> ABOUT THIS EXERCISE
Starting with the first line of the records, write out each line exactly until you have included the line containing "a supervised process.".

*** SOURCE DATA Section Begins ***

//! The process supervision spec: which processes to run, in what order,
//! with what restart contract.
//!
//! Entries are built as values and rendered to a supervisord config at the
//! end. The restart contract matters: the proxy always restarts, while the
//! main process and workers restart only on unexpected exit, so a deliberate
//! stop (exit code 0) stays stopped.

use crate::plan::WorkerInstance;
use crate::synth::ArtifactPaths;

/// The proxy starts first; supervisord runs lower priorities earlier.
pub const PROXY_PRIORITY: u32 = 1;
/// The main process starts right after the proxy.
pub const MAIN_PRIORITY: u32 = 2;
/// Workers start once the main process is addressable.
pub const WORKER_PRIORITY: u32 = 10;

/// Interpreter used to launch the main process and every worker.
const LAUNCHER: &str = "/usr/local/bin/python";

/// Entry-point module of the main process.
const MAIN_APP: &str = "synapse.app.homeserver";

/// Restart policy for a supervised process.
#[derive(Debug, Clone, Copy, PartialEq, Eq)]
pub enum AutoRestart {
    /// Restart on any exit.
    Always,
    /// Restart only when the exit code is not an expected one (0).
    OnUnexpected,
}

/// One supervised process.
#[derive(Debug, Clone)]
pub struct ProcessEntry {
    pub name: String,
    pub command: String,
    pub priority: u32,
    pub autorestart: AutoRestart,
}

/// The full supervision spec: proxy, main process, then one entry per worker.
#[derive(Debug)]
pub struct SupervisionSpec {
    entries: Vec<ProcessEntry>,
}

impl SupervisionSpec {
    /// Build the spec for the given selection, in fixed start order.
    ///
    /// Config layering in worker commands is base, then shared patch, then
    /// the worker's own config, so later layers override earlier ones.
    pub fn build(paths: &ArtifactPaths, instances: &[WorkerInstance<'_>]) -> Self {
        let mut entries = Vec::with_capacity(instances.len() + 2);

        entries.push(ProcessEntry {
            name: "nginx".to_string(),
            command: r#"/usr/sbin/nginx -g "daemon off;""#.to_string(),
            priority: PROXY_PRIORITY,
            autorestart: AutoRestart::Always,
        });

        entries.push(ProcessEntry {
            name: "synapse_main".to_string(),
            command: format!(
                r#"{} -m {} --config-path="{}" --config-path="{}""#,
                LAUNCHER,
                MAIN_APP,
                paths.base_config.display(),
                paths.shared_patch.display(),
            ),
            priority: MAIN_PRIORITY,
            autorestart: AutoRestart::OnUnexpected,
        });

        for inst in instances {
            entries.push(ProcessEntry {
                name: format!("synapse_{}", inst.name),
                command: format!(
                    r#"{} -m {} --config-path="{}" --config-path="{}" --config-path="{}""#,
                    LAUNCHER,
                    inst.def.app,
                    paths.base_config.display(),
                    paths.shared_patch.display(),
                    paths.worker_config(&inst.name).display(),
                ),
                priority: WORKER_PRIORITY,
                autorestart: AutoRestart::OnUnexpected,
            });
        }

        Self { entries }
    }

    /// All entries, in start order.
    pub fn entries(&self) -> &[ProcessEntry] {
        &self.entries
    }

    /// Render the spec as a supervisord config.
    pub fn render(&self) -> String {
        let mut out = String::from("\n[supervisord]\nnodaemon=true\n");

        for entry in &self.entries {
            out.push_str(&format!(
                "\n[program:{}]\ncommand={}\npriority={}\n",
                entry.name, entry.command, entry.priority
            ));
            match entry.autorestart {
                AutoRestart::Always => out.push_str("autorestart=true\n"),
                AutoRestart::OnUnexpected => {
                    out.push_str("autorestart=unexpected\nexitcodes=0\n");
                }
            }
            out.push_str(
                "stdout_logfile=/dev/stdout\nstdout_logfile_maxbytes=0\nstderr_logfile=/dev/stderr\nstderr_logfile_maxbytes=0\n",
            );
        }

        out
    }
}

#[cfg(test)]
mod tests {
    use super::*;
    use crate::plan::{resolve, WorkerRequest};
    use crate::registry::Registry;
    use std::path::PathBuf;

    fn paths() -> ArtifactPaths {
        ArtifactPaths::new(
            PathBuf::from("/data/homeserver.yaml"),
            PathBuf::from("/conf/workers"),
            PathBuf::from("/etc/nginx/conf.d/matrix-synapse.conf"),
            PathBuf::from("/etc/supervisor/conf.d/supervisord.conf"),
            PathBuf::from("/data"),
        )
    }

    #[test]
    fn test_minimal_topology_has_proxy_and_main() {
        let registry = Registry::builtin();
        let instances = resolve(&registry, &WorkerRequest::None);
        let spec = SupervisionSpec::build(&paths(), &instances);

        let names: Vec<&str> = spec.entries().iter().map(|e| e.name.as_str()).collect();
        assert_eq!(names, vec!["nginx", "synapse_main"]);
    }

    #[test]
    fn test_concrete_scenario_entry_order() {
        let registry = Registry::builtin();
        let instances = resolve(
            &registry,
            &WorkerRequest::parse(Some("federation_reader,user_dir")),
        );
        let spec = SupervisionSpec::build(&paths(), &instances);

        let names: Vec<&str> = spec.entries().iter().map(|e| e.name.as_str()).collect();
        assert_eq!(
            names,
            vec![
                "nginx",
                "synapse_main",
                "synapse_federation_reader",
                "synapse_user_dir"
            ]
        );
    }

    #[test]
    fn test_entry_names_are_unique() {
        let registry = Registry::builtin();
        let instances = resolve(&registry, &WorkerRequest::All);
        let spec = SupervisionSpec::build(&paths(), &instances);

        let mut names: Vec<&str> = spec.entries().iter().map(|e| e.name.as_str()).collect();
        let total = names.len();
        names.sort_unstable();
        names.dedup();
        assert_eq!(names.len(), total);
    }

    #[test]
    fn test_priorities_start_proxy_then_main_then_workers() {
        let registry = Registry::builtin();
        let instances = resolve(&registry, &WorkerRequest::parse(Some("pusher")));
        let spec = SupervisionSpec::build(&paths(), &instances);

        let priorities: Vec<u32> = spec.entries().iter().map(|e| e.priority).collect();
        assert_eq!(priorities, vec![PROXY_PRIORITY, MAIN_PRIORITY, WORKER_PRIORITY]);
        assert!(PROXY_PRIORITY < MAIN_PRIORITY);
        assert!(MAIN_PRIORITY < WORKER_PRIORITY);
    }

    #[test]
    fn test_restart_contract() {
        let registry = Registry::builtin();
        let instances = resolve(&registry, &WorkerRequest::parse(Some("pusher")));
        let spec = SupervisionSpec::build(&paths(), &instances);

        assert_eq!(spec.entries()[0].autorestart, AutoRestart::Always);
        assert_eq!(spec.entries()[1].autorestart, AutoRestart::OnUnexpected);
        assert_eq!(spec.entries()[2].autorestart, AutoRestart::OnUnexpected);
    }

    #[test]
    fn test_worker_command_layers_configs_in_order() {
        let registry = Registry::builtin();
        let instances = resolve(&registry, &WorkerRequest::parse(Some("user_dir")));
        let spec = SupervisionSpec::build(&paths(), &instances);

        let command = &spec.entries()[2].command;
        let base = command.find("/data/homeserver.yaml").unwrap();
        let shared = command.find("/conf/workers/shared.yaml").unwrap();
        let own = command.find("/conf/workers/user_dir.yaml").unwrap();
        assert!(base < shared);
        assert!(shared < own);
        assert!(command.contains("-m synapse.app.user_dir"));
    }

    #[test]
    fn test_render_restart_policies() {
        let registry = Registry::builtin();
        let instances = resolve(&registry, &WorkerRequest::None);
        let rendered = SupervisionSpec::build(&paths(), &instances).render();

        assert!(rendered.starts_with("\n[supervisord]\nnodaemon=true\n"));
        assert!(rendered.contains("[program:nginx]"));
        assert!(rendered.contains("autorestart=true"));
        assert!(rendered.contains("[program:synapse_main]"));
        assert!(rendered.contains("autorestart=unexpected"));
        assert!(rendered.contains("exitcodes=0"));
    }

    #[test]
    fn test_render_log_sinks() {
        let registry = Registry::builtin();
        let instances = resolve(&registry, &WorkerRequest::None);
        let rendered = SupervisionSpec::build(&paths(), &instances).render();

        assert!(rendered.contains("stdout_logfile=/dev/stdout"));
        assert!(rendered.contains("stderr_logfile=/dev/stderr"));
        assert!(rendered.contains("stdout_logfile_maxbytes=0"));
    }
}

*** SOURCE DATA Section Ends ***

> OUTPUT OF THE TASK
//! The process supervision spec: which processes to run, in what order,
//! with what restart contract.
//!
//! Entries are built as values and rendered to a supervisord config at the
//! end. The restart contract matters: the proxy always restarts, while the
//! main process and workers restart only on unexpected exit, so a deliberate
//! stop (exit code 0) stays stopped.

use crate::plan::WorkerInstance;
use crate::synth::ArtifactPaths;

/// The proxy starts first; supervisord runs lower priorities earlier.
pub const PROXY_PRIORITY: u32 = 1;
/// The main process starts right after the proxy.
pub const MAIN_PRIORITY: u32 = 2;
/// Workers start once the main process is addressable.
pub const WORKER_PRIORITY: u32 = 10;

/// Interpreter used to launch the main process and every worker.
const LAUNCHER: &str = "/usr/local/bin/python";

/// Entry-point module of the main process.
const MAIN_APP: &str = "synapse.app.homeserver";

/// Restart policy for a supervised process.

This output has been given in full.